Горюч-камень
- Автор: Дмитрий Осин
- Жанр: Советская проза
- Дата выхода: 1965
Читать книгу "Горюч-камень"
5
Журку в небеси сулили проходчикам часто. Особенно хорошо это знали погибшие: Рудольский — потому, что был звеньевым, а Журов — по должности шахтного электромеханика.
В среду их хоронили. Четыре гроба были выставлены в нарядной на задрапированном, украшенном хвоей столе, где за день до этого Косарь играл в домино и где Чистоедов объяснял схему разработок Большого Матвея.
Заряженные шахтерки стояли у изголовья каждого гроба, будто Журов, Рудольский, Воронок и Пазычев собирались в шахту и замешкались по непонятной причине. Друг за другом сменялись в скорбном карауле уходившие на работу, вместо них становились поднявшиеся на-гора.
Хмурый, седоватый председатель шахтного комитета Гуркин приводил заступавших и уводил сменявшихся, пристегивал и снимал красные, с траурной каймой повязки, шепотом, словно боясь потревожить мертвых, отдавал приказания. И шахтеры подчинялись, знали — иначе нельзя.
Заплаканную, в слезах Алевтину поддерживали подружки-рукоятчицы. Невидящими глазами глядела она на обитые красной материей гробы, на погибших и, судорожно всхлипывая, ждала, когда всё кончится. Из-за цветов и венков ей было не видно затекшее синевой лицо Журова, а лишь смертно запавшее веко да безжизненно свесившаяся с подушки темная прядь. Взглянуть на голову Алевтина так и не смогла. Как сквозь воду слышала шепот сзади:
— Сорвался на клеть, с нее — в зумпф. Одна кепка на пятом ярусе застряла…
Ощущение собственной вины за то, что случилось, боролось в ней с чувством неожиданно облегчавшей душу освобожденности, и, по-прежнему всхлипывая, Алевтина с удивлением прислушивалась к самой себе. Что́ бы ни было, дрянью она себя не считала и, как всякая женщина, оскорблялась и страдала от того, что о ней думают так.
«Свое каждому дорого! Не дряннее я вас и всех других, а такую беду сам накликал…»
Вряд ли подружки догадывались о том, что ее мучило, да и сама Алевтина никогда не делилась переживаниями ни с кем, предпочитая таить их в себе. Но похороны были похоронами, и на них приходилось держаться, как положено: вдове — плакать и обессиленно клониться от горя; подружкам — поддерживать и утешать ее, как умеют.
Отец Рудольского — Антон Прокофьич — приехал ночью из соседнего района, вызванный телеграммой, и стоял возле гроба сына, держа ее, словно оправдание того, что находится здесь.
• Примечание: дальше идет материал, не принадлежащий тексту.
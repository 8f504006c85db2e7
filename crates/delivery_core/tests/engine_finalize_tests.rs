use bevy_ecs::prelude::World;
use chrono::{DateTime, Duration, Utc};

use delivery_core::availability::AvailabilityConfig;
use delivery_core::catalog::{CartLine, InMemoryCatalog};
use delivery_core::ecs::{DeliverySlot, Order, ScheduledStop};
use delivery_core::engine::{
    finalize_quote, list_priced_slots, price_checkout, CheckoutRequest, FinalizeOutcome,
    QuoteReceipt,
};
use delivery_core::error::PricingError;
use delivery_core::params::ScoringParams;
use delivery_core::store::{SlotIndex, StopTimeIndex};
use delivery_core::telemetry::PricingTelemetry;
use delivery_core::test_helpers::{
    create_test_world, spawn_test_slot, test_instant, TEST_LAT, TEST_LON,
};

/// World with one roomy slot and a six-unit cart priced into a quote.
fn finalized_fixture(capacity_total: u32, capacity_used: u32) -> (World, QuoteReceipt, DateTime<Utc>) {
    let mut world = create_test_world(7);
    let start = test_instant();
    spawn_test_slot(&mut world, "sl_1", start, capacity_total, capacity_used);

    let mut catalog = InMemoryCatalog::with_default_products();
    let mut cart_ids = delivery_core::util::IdSource::new(Some(100));
    let cart_id = catalog
        .create_cart(
            &mut cart_ids,
            vec![CartLine {
                product_id: "p_3".into(),
                qty: 1,
            }],
        )
        .expect("cart");

    let now = start - Duration::hours(2);
    let receipt = price_checkout(
        &mut world,
        &catalog,
        &ScoringParams::default(),
        &CheckoutRequest {
            cart_id,
            slot_id: "sl_1".into(),
            lat: TEST_LAT,
            lon: TEST_LON,
        },
        now,
    )
    .expect("receipt");
    (world, receipt, now)
}

fn slot_by_id(world: &mut World, id: &str) -> DeliverySlot {
    let entity = world.resource::<SlotIndex>().get(id).expect("slot entity");
    world.get::<DeliverySlot>(entity).expect("slot").clone()
}

#[test]
fn finalize_produces_one_order_one_stop_one_capacity_unit() {
    let (mut world, receipt, now) = finalized_fixture(10, 0);

    let outcome =
        finalize_quote(&mut world, &receipt.quote_id, now + Duration::minutes(5)).expect("finalize");
    let (order_id, stop_id) = match outcome {
        FinalizeOutcome::Finalized { order_id, stop_id } => (order_id, stop_id),
        other => panic!("expected Finalized, got {other:?}"),
    };

    let slot = slot_by_id(&mut world, "sl_1");
    assert_eq!(slot.capacity_used, 1);

    let orders: Vec<Order> = world.query::<&Order>().iter(&world).cloned().collect();
    assert_eq!(orders.len(), 1);
    let order = &orders[0];
    assert_eq!(order.id, order_id);
    assert_eq!(order.quote_id, receipt.quote_id);
    assert_eq!(order.total_cents, receipt.amounts.total_cents);
    assert_eq!(order.delivery_fee_cents, receipt.amounts.delivery_fee_cents);

    // Exactly one new stop, pinned to the slot start with weight 1.0.
    let stops: Vec<ScheduledStop> = world
        .query::<&ScheduledStop>()
        .iter(&world)
        .cloned()
        .collect();
    assert_eq!(stops.len(), 1);
    let stop = &stops[0];
    assert_eq!(stop.id, stop_id);
    assert_eq!(stop.scheduled_at, slot.start_at);
    assert_eq!(stop.weight, 1.0);
    assert_eq!(stop.lat, TEST_LAT);
    assert_eq!(world.resource::<StopTimeIndex>().len(), 1);

    let telemetry = world.resource::<PricingTelemetry>();
    assert_eq!(telemetry.finalized_orders.len(), 1);
    assert_eq!(telemetry.finalized_orders[0].order_id, order_id);
}

#[test]
fn finalizing_twice_increments_capacity_at_most_once() {
    let (mut world, receipt, now) = finalized_fixture(10, 0);
    let at = now + Duration::minutes(5);

    let first = finalize_quote(&mut world, &receipt.quote_id, at).expect("first");
    assert!(matches!(first, FinalizeOutcome::Finalized { .. }));

    let second = finalize_quote(&mut world, &receipt.quote_id, at).expect("second");
    assert_eq!(second, FinalizeOutcome::AlreadyFinalized);

    let slot = slot_by_id(&mut world, "sl_1");
    assert_eq!(slot.capacity_used, 1);
    let orders: Vec<&Order> = world.query::<&Order>().iter(&world).collect();
    assert_eq!(orders.len(), 1);
    assert_eq!(world.resource::<StopTimeIndex>().len(), 1);
    assert_eq!(world.resource::<PricingTelemetry>().finalize_replays, 1);
}

#[test]
fn expired_quotes_are_not_honorable() {
    let (mut world, receipt, now) = finalized_fixture(10, 0);

    let err = finalize_quote(&mut world, &receipt.quote_id, now + Duration::minutes(16))
        .expect_err("expired");
    assert_eq!(
        err,
        PricingError::QuoteExpired {
            quote_id: receipt.quote_id.clone(),
            locked_until: receipt.locked_until,
        }
    );

    let slot = slot_by_id(&mut world, "sl_1");
    assert_eq!(slot.capacity_used, 0);
    assert_eq!(world.resource::<StopTimeIndex>().len(), 0);
}

#[test]
fn capacity_never_exceeds_total() {
    // The slot is already full; checkout still works at full price.
    let (mut world, receipt, now) = finalized_fixture(1, 1);

    finalize_quote(&mut world, &receipt.quote_id, now + Duration::minutes(1)).expect("finalize");
    let slot = slot_by_id(&mut world, "sl_1");
    assert_eq!(slot.capacity_used, 1);
}

#[test]
fn unknown_quotes_are_rejected() {
    let mut world = create_test_world(7);
    let err = finalize_quote(&mut world, "q_missing", test_instant()).expect_err("unknown");
    assert_eq!(err, PricingError::QuoteNotFound("q_missing".into()));
}

#[test]
fn a_finalized_stop_feeds_the_next_listing() {
    let (mut world, receipt, now) = finalized_fixture(10, 0);
    let params = ScoringParams::default();
    let availability = AvailabilityConfig::always();

    let before = list_priced_slots(
        &mut world,
        &params,
        &availability,
        TEST_LAT,
        TEST_LON,
        &["sl_1".to_string()],
        now,
    )
    .expect("listing before");
    assert_eq!(before.slots[0].discount_cents, 0);
    assert!(before.slots[0].requires_solo_minimum);

    finalize_quote(&mut world, &receipt.quote_id, now + Duration::minutes(5)).expect("finalize");

    let after = list_priced_slots(
        &mut world,
        &params,
        &availability,
        TEST_LAT,
        TEST_LON,
        &["sl_1".to_string()],
        now,
    )
    .expect("listing after");
    let row = &after.slots[0];
    // The new stop sits at the slot start, 30 minutes from the midpoint:
    // its contribution clears the solo-minimum threshold and buys a discount.
    assert!(row.discount_cents > 0);
    assert!(row.final_fee_cents < 450);
    assert!(!row.requires_solo_minimum);
    assert_eq!(row.capacity.used, 1);
}
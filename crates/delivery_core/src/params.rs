//! Scoring parameters: one immutable snapshot per pricing request.
//!
//! Every engine call takes an explicit [ScoringParams] value instead of
//! reading process-wide mutable settings, so concurrent requests can never
//! observe each other's configuration and tests run against fixed fixtures.

use bevy_ecs::prelude::Resource;
use serde::{Deserialize, Serialize};

use crate::decay::{decay_for_mode, DecayConstants, DeliveryMode};

/// Default base delivery fee in currency minor units.
pub const DEFAULT_BASE_FEE_CENTS: i64 = 450;
/// Default floor for the delivery fee in currency minor units.
pub const DEFAULT_MIN_FEE_CENTS: i64 = 300;
/// Default cap on the discount fraction.
pub const DEFAULT_MAX_DISCOUNT: f64 = 0.20;
/// Default discount curve steepness.
pub const DEFAULT_K: f64 = 1.0;
/// Default neighbor search radius in meters.
pub const DEFAULT_RADIUS_M: f64 = 3_000.0;
/// Default neighbor time half-window in minutes.
pub const DEFAULT_T0_MIN: f64 = 30.0;
/// Default minimum-score threshold below which the solo rule applies.
pub const DEFAULT_S_MIN: f64 = 0.05;
/// Default minimum cart units for an under-batched slot.
pub const DEFAULT_MIN_SOLO_UNITS: i64 = 6;
/// Default distance decay constant in meters.
pub const DEFAULT_D0_M: f64 = 800.0;
/// Default capacity ratio above which a slot counts as near-full.
pub const DEFAULT_NEAR_FULL_THRESHOLD: f64 = 0.8;
/// Default score multiplier applied to near-full slots.
pub const DEFAULT_CAPACITY_HALF_MULTIPLIER: f64 = 0.5;
/// Default quote lock window in minutes.
pub const DEFAULT_QUOTE_LOCK_MINUTES: i64 = 15;

/// Immutable scoring/fee configuration snapshot.
///
/// May originate from persisted settings or these static defaults; the engine
/// never mutates it.
#[derive(Debug, Clone, PartialEq, Serialize, Deserialize, Resource)]
#[serde(rename_all = "camelCase", default)]
pub struct ScoringParams {
    pub base_fee_cents: i64,
    pub min_fee_cents: i64,
    pub max_discount: f64,
    pub k: f64,
    pub radius_m: f64,
    pub t0_min: f64,
    pub s_min: f64,
    pub min_solo_units: i64,
    pub delivery_mode: DeliveryMode,
    pub d0_m: f64,
    pub near_full_threshold: f64,
    pub capacity_half_multiplier: f64,
    /// Discount ratio (relative to `max_discount`) from which a slot is
    /// labelled a best deal.
    pub best_deal_ratio: f64,
    /// Discount ratio from which a slot is labelled a good deal.
    pub good_deal_ratio: f64,
    pub quote_lock_minutes: i64,
    /// Dampen the score of near-full slots.
    pub near_full_dampening: bool,
    /// Adjust decay constants for the configured delivery mode.
    pub mode_adjusted_decay: bool,
}

impl Default for ScoringParams {
    fn default() -> Self {
        Self {
            base_fee_cents: DEFAULT_BASE_FEE_CENTS,
            min_fee_cents: DEFAULT_MIN_FEE_CENTS,
            max_discount: DEFAULT_MAX_DISCOUNT,
            k: DEFAULT_K,
            radius_m: DEFAULT_RADIUS_M,
            t0_min: DEFAULT_T0_MIN,
            s_min: DEFAULT_S_MIN,
            min_solo_units: DEFAULT_MIN_SOLO_UNITS,
            delivery_mode: DeliveryMode::default(),
            d0_m: DEFAULT_D0_M,
            near_full_threshold: DEFAULT_NEAR_FULL_THRESHOLD,
            capacity_half_multiplier: DEFAULT_CAPACITY_HALF_MULTIPLIER,
            best_deal_ratio: 0.7,
            good_deal_ratio: 0.3,
            quote_lock_minutes: DEFAULT_QUOTE_LOCK_MINUTES,
            near_full_dampening: true,
            mode_adjusted_decay: true,
        }
    }
}

impl ScoringParams {
    pub fn with_delivery_mode(mut self, mode: DeliveryMode) -> Self {
        self.delivery_mode = mode;
        self
    }

    pub fn with_fees(mut self, base_fee_cents: i64, min_fee_cents: i64) -> Self {
        self.base_fee_cents = base_fee_cents;
        self.min_fee_cents = min_fee_cents;
        self
    }

    pub fn with_discount_curve(mut self, max_discount: f64, k: f64) -> Self {
        self.max_discount = max_discount;
        self.k = k;
        self
    }

    pub fn with_neighbor_window(mut self, radius_m: f64, t0_min: f64) -> Self {
        self.radius_m = radius_m;
        self.t0_min = t0_min;
        self
    }

    pub fn with_solo_rule(mut self, s_min: f64, min_solo_units: i64) -> Self {
        self.s_min = s_min;
        self.min_solo_units = min_solo_units;
        self
    }

    pub fn with_near_full_dampening(mut self, enabled: bool) -> Self {
        self.near_full_dampening = enabled;
        self
    }

    pub fn with_mode_adjusted_decay(mut self, enabled: bool) -> Self {
        self.mode_adjusted_decay = enabled;
        self
    }

    /// Effective decay constants for this snapshot, honoring the
    /// mode-adjustment toggle.
    pub fn decay_constants(&self) -> DecayConstants {
        if self.mode_adjusted_decay {
            decay_for_mode(self.delivery_mode, self.d0_m, self.t0_min)
        } else {
            DecayConstants {
                d0_m: self.d0_m,
                t0_min: self.t0_min,
            }
        }
    }
}
//! Delivery-mode decay constants.
//!
//! The batching score decays exponentially with distance and elapsed time;
//! how fast depends on what the courier rides. A car tolerates distance, a
//! bicycle is sensitive to both.

use serde::{Deserialize, Deserializer, Serialize};

/// How the courier travels. Unknown values deserialize to [DeliveryMode::Motorcycle].
#[derive(Debug, Clone, Copy, Default, PartialEq, Eq, Serialize)]
#[serde(rename_all = "lowercase")]
pub enum DeliveryMode {
    Car,
    #[default]
    Motorcycle,
    Bicycle,
}

impl<'de> Deserialize<'de> for DeliveryMode {
    fn deserialize<D>(deserializer: D) -> Result<Self, D::Error>
    where
        D: Deserializer<'de>,
    {
        let mode = String::deserialize(deserializer)?;
        Ok(match mode.as_str() {
            "car" => DeliveryMode::Car,
            "bicycle" => DeliveryMode::Bicycle,
            _ => DeliveryMode::Motorcycle,
        })
    }
}

/// Effective decay constants for one scoring pass.
#[derive(Debug, Clone, Copy, PartialEq)]
pub struct DecayConstants {
    /// Distance decay constant in meters.
    pub d0_m: f64,
    /// Time decay constant in minutes.
    pub t0_min: f64,
}

/// Adjust base decay constants for a delivery mode.
///
/// - car: d0 × 1.4, t0 × 1.0
/// - motorcycle: baseline
/// - bicycle: d0 × 0.7, t0 × 0.8
pub fn decay_for_mode(mode: DeliveryMode, base_d0_m: f64, base_t0_min: f64) -> DecayConstants {
    match mode {
        DeliveryMode::Car => DecayConstants {
            d0_m: base_d0_m * 1.4,
            t0_min: base_t0_min,
        },
        DeliveryMode::Bicycle => DecayConstants {
            d0_m: base_d0_m * 0.7,
            t0_min: base_t0_min * 0.8,
        },
        DeliveryMode::Motorcycle => DecayConstants {
            d0_m: base_d0_m,
            t0_min: base_t0_min,
        },
    }
}
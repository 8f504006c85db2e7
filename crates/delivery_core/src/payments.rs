//! Payment collaborator stub: intent creation and webhook dispatch.
//!
//! Real payment processing lives outside this crate; what the engine needs
//! from it is just the success signal that triggers [finalize_quote]. The
//! stub intent secret keeps demos and tests end-to-end without a PSP.

use bevy_ecs::prelude::World;
use chrono::{DateTime, Utc};
use tracing::debug;

use crate::engine::{finalize_quote, FinalizeOutcome};
use crate::error::PricingError;

/// The webhook event name that finalizes a quote.
pub const PAYMENT_SUCCEEDED: &str = "payment_succeeded";

/// Stub PSP: a deterministic client secret for the given quote.
pub fn create_payment_intent(quote_id: &str) -> String {
    format!("pi_secret_{quote_id}")
}

#[derive(Debug, Clone, PartialEq, Eq)]
pub enum WebhookOutcome {
    /// A success event was applied to the quote.
    Applied(FinalizeOutcome),
    /// Any other event kind; nothing changed.
    Ignored,
}

/// Dispatch a payment webhook. Only [PAYMENT_SUCCEEDED] finalizes; every
/// other event is acknowledged and dropped.
pub fn handle_payment_webhook(
    world: &mut World,
    event: &str,
    quote_id: &str,
    now: DateTime<Utc>,
) -> Result<WebhookOutcome, PricingError> {
    if event != PAYMENT_SUCCEEDED {
        debug!(event, quote = quote_id, "ignoring payment webhook");
        return Ok(WebhookOutcome::Ignored);
    }
    finalize_quote(world, quote_id, now).map(WebhookOutcome::Applied)
}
Совхозный счетовод, он принял известие о нежданной беде, как принимают в народе — молча и невыказываемо, особенно на людях. Но крупные, жгучие слезы временами выступали откуда-то, точно из глубины души, и, боясь, что не пересилит себя, он как платком смахивал их скомканным и рваным бланком телеграммы.
Жена гостила у старшей, замужней дочери в Смоленске. Антон Прокофьич, решивший по-мужски принять удар беды на себя, со страхом думал теперь о том, что будет, когда она узнает о гибели сына. Представив вначале будто так лучше, он сомневался сейчас в правильности этого решения и невольно страдал вдвойне — что хоронит сына один и что жена, наверно, не простит ему этого.
Ни Гуркин, ни члены похоронной комиссии не беспокоили его, справедливо рассудив, что старику нужно побыть наедине с сыном. И хотя могло казаться, что за ним внимательно наблюдают и при необходимости готовы прийти на помощь — он был предоставлен своему горю.
У Воронка никого из родных не было. Отца с матерью, погибших во время войны, он даже не помнил.
Девчонка, с которой гулял, прийти в нарядную постеснялась, переживала свое одна. В заказнике, за терриконом, было у них облюбованное, заветное местечко. Там, возле старого елового пня, рухнув на источенный муравьиными ходами, растрескавшийся его срез, она рыдала по-девичьи горько и щедро, не опасаясь, что кто-нибудь подслушает.
Казалось, горше этого горя не было ничего. Но даже муравьи, большие, черные, знали, что оно — только дань минуте, и щекотали голые, запеченные солнцем ее руки, точно старались отвлечь от мрачных дум и заставить снова радоваться безоблачному небу, цветам, травам и светлой, напоенной июньским теплом жизни.
Пазычев перебрался в Углеград из Товаркова. На похороны из его родных не приехал никто. Лишь из треста позвонили в шахтком, передали слова сестры:
«Больны дети. Хороните без нас…»
Работая здесь, он даже не завел себе подружки, держась компании холостых шахтеров, которая и на поверхности вместе ходила в кино, в «Сквознячок», на футбол и в заказ. Не отставая от других, Пазычев жил, как жили в Северном многие, стараясь не перебирать хмельного и не перерабатывать лишнего.
А духовой оркестр все играл и играл — не очень ладно, надрывно. И женщины вторили ему отчаянно прорывающимися всхлипываниями. В нарядной было душно. Несмотря на хвою, от гробов веяло явственно ощутимым и сладковатым тлением — так, что порой становилось невозможно дышать.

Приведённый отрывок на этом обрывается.